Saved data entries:
--------------------------------
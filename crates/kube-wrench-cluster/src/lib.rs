//! Read-only Kubernetes query layer for kube-wrench.
//!
//! This crate provides the [`ClusterQuery`] trait through which the diagnosis
//! engine reads cluster state, and [`K8sCluster`], its implementation on top
//! of a `kube` client. It also provides the [`IngressProber`] used to check
//! ingress reachability over HTTP.
//!
//! Every query is bounded by a timeout and maps API failures onto
//! [`QueryError`](kube_wrench_core::QueryError) so callers can fail soft.
//!
//! # Example
//!
//! ```no_run
//! use kube_wrench_cluster::{ClusterConfig, ClusterQuery, K8sCluster};
//!
//! # async fn example() -> Result<(), Box<dyn std::error::Error>> {
//! let cluster = K8sCluster::new(ClusterConfig::default()).await?;
//!
//! for pod in cluster.list_pods("default").await? {
//!     println!("{} is {}", pod.name, pod.phase);
//! }
//! # Ok(())
//! # }
//! ```
//!
//! # Testing
//!
//! For testing without a real cluster, enable the `test-utils` feature and
//! use the in-memory fake:
//!
//! ```ignore
//! use kube_wrench_cluster::{ClusterQuery, MockCluster};
//! use kube_wrench_core::PodSnapshot;
//!
//! # async fn example() {
//! let cluster = MockCluster::new();
//! cluster.add_pod(PodSnapshot::new("default", "web-0", "Running"));
//!
//! assert_eq!(cluster.list_pods("default").await.unwrap().len(), 1);
//! # }
//! ```

#![forbid(unsafe_code)]
#![warn(missing_docs)]
#![warn(clippy::all)]
#![warn(clippy::pedantic)]

pub mod convert;
pub mod error;
pub mod k8s;
pub mod probe;
pub mod query;
pub mod types;

pub use error::{ClusterError, Result};
pub use k8s::K8sCluster;
pub use probe::{HttpProber, IngressProber, ProbeOutcome};
pub use query::ClusterQuery;
pub use types::ClusterConfig;

#[cfg(any(test, feature = "test-utils"))]
pub mod mock;

#[cfg(any(test, feature = "test-utils"))]
pub use mock::{MockCluster, MockProber, QueryOp};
--------------------------------
# Action item
Go through the entries above and copy out every line that includes the word "ClusterConfig".

# Written response
//! use kube_wrench_cluster::{ClusterConfig, ClusterQuery, K8sCluster};
//! let cluster = K8sCluster::new(ClusterConfig::default()).await?;
pub use types::ClusterConfig;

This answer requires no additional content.